◆ **Stored data entries**:
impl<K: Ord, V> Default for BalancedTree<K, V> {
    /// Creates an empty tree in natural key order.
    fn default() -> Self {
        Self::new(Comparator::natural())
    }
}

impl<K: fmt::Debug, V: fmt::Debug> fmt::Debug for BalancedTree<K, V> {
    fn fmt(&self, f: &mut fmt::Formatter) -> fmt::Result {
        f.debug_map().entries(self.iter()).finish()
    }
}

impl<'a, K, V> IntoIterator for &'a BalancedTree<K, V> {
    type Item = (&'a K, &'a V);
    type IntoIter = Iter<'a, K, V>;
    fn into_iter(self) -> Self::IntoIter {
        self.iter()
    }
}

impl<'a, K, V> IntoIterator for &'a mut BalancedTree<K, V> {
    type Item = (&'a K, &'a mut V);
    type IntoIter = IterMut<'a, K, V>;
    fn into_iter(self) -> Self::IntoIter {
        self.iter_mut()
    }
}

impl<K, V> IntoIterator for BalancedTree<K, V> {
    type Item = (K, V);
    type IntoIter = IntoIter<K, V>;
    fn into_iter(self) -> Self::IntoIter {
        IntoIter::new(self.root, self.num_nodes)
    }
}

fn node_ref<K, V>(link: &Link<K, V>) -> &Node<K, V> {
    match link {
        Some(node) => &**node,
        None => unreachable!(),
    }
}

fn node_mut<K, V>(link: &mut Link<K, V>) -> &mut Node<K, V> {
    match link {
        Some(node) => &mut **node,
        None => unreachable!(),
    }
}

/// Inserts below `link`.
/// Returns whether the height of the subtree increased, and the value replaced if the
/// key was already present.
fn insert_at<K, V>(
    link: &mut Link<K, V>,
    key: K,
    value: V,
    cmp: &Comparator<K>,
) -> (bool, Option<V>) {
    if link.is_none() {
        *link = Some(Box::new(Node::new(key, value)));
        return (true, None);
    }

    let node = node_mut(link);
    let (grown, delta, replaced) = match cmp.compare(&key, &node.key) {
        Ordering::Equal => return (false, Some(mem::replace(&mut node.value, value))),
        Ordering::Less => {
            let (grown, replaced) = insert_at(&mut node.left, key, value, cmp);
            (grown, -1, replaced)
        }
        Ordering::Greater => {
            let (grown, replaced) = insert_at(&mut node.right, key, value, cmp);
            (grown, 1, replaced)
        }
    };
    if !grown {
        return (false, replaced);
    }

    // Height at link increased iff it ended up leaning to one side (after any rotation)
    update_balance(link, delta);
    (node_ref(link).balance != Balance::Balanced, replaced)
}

...

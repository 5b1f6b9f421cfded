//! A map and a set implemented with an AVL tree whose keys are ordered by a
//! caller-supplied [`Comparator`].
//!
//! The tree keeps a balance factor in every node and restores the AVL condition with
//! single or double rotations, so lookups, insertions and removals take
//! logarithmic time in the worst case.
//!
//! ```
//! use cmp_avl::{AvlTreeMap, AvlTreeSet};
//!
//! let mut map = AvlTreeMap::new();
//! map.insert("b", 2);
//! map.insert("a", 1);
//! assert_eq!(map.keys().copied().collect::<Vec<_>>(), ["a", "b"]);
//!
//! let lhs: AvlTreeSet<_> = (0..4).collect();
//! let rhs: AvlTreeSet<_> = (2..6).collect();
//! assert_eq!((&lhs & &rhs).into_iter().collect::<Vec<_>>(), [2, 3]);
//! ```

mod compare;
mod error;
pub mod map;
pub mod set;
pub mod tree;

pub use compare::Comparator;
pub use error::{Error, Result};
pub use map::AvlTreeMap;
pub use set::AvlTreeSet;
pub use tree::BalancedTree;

* * *

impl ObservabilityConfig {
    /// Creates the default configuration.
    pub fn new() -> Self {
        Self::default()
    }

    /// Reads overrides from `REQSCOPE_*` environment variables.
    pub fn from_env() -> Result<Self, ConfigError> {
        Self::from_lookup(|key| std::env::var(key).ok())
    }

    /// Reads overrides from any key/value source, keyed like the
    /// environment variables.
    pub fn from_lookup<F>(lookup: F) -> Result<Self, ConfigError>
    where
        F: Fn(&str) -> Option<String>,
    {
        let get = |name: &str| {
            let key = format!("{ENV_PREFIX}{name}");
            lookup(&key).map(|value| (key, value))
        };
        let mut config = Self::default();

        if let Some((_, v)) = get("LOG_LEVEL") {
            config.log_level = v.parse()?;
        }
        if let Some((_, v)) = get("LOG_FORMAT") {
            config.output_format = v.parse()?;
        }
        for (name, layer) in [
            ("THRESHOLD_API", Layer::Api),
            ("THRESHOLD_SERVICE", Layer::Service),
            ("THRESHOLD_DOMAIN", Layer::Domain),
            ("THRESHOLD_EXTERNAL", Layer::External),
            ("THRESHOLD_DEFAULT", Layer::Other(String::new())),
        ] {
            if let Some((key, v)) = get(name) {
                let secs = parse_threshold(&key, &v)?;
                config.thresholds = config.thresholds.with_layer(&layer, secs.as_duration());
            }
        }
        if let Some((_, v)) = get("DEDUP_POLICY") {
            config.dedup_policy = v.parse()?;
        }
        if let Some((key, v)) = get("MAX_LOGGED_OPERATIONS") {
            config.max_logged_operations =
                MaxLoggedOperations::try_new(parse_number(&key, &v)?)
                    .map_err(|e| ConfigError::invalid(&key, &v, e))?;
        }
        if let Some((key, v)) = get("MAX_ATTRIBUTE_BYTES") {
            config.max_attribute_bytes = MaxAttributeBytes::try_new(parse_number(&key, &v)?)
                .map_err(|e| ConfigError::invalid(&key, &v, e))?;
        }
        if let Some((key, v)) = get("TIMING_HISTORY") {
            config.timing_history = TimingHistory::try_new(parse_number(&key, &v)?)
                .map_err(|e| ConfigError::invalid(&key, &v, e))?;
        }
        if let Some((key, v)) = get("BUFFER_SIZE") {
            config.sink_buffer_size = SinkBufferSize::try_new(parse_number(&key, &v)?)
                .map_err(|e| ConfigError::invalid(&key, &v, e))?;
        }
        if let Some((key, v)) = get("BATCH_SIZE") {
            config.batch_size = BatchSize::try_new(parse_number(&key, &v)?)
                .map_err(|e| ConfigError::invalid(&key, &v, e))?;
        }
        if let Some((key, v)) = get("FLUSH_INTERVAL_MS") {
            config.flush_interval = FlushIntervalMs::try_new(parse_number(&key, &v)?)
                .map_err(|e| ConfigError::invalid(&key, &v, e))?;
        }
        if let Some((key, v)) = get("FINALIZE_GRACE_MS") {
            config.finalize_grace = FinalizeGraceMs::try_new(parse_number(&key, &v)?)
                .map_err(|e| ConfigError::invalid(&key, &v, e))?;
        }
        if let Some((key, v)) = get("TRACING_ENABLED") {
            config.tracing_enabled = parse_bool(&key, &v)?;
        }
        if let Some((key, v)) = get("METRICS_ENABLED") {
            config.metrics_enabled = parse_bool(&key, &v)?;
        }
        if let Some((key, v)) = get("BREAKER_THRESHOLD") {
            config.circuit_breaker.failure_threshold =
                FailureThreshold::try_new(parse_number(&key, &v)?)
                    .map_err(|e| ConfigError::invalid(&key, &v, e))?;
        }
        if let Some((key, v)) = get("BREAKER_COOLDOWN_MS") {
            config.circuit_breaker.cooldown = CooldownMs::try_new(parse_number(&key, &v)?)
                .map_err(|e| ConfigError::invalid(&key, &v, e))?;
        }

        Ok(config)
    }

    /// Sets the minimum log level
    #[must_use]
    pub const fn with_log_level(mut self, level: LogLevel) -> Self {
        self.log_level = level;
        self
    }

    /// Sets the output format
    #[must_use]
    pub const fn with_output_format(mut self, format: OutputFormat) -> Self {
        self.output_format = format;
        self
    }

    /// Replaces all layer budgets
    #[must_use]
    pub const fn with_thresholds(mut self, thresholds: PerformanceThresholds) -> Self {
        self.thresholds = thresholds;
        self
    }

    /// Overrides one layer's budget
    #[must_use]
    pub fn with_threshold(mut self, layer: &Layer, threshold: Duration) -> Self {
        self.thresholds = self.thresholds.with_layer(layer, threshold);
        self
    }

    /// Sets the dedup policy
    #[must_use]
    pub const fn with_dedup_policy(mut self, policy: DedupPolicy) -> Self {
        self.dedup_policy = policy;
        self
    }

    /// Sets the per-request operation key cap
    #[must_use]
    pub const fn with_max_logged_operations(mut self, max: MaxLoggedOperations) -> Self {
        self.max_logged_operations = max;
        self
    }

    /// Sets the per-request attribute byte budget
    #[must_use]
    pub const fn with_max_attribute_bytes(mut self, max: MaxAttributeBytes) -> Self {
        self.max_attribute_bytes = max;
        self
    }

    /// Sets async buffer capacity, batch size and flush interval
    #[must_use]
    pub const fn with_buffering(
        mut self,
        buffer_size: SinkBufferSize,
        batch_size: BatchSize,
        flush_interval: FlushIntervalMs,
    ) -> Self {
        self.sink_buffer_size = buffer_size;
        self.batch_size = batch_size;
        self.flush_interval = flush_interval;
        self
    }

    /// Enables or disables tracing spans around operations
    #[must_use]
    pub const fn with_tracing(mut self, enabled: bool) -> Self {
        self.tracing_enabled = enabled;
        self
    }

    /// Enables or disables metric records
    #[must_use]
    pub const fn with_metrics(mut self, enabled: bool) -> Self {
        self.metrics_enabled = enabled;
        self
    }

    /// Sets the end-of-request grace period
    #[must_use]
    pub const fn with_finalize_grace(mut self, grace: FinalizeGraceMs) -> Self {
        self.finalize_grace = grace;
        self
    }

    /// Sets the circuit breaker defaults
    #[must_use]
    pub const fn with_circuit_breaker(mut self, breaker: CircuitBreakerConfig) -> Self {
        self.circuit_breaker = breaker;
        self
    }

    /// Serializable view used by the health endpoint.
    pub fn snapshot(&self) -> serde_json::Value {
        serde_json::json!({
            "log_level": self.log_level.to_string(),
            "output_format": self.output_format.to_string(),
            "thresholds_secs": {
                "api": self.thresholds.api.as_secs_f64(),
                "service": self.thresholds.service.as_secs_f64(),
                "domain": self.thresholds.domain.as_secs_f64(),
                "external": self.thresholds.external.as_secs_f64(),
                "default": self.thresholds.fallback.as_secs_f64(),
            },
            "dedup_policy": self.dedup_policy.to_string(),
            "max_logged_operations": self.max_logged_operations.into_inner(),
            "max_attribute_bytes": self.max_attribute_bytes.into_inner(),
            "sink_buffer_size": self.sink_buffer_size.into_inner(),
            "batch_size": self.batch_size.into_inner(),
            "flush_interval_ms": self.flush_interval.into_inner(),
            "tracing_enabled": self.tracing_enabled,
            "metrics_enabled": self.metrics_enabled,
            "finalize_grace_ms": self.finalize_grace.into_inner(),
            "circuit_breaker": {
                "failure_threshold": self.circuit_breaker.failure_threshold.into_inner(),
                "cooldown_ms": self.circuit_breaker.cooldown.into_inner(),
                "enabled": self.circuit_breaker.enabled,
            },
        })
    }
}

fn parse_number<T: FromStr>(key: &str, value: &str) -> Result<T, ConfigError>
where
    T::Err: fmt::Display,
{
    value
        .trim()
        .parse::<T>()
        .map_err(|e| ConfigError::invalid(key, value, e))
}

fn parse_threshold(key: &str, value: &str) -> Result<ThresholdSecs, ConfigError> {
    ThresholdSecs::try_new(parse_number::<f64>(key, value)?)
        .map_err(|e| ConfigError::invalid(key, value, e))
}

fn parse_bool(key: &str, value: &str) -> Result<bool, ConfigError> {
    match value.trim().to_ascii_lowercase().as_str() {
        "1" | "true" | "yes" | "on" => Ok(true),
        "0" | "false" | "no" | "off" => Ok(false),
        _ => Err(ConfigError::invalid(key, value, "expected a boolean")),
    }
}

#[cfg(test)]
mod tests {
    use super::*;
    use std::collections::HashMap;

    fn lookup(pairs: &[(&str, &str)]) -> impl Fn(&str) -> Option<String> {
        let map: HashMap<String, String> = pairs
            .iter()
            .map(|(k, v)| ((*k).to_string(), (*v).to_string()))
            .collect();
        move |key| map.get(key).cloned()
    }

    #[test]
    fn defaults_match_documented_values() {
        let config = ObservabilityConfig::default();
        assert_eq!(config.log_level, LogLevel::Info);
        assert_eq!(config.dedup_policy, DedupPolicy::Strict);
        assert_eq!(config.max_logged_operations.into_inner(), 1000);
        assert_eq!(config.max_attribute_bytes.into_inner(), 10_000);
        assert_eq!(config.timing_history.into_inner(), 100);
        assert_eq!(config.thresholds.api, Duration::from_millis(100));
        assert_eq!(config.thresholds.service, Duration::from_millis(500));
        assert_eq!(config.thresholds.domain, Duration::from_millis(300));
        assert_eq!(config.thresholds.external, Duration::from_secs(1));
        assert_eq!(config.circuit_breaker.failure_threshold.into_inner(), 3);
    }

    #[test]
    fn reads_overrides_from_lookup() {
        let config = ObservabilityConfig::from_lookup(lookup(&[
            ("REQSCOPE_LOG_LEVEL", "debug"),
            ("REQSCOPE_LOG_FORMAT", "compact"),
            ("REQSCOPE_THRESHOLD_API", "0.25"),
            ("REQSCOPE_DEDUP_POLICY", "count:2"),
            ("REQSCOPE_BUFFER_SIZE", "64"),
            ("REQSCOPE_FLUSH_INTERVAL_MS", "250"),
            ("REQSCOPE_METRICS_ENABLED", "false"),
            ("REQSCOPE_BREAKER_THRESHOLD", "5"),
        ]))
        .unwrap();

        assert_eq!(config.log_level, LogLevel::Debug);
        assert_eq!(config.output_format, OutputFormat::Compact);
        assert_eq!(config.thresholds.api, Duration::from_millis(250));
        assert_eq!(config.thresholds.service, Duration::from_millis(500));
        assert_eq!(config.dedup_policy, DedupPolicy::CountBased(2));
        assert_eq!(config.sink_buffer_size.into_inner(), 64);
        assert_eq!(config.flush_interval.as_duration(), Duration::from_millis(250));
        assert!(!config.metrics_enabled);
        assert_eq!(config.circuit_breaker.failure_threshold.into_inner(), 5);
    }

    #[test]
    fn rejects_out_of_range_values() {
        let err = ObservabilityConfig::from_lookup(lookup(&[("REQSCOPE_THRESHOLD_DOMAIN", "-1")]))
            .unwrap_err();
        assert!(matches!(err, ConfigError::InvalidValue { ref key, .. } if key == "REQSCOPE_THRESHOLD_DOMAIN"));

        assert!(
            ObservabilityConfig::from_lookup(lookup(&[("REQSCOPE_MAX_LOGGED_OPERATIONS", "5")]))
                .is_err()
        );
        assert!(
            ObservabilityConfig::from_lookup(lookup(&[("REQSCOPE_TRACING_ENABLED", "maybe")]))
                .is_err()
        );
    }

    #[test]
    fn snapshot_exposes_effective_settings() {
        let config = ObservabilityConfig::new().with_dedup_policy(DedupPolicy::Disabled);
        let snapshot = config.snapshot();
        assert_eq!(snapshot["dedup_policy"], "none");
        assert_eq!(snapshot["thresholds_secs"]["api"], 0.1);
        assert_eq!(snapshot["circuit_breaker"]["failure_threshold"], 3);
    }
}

◆ **Task item**:
Extract each line from the entries above that contains the string "name".

◆ **Finished task**:
        let get = |name: &str| {
            let key = format!("{ENV_PREFIX}{name}");
        for (name, layer) in [
            if let Some((key, v)) = get(name) {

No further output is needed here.